Stored records
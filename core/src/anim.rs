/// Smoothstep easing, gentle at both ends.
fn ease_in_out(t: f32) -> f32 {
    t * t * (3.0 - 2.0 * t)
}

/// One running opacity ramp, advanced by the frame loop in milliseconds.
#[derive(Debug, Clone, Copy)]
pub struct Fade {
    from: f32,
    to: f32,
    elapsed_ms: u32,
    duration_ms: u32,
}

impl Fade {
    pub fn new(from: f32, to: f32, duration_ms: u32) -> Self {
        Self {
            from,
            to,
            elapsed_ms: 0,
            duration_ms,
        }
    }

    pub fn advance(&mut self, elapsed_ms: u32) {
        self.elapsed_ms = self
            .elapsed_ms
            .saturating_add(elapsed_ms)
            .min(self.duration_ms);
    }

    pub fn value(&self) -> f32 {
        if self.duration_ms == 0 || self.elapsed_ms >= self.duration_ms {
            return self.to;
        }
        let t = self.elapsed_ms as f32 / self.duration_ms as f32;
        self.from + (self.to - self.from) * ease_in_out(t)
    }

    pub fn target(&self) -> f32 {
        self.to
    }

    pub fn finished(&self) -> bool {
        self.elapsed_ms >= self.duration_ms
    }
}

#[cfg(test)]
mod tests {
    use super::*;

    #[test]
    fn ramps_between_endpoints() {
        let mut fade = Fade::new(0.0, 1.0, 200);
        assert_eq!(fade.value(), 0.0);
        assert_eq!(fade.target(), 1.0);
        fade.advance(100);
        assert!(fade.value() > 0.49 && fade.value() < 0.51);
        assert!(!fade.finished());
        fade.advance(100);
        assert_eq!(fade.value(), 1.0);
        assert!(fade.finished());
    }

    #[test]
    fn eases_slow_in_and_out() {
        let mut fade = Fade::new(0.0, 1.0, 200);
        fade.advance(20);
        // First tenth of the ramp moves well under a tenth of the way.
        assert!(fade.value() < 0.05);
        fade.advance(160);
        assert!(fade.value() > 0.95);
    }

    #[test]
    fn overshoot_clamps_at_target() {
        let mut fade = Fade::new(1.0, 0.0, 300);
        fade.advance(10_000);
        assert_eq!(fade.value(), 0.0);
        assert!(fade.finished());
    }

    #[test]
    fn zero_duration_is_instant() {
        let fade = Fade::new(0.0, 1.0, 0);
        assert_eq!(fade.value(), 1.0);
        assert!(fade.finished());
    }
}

Task item:
The response must contain each line above that holds the string "from".

Task output:
    from: f32,
    pub fn new(from: f32, to: f32, duration_ms: u32) -> Self {
            from,
        self.from + (self.to - self.from) * ease_in_out(t)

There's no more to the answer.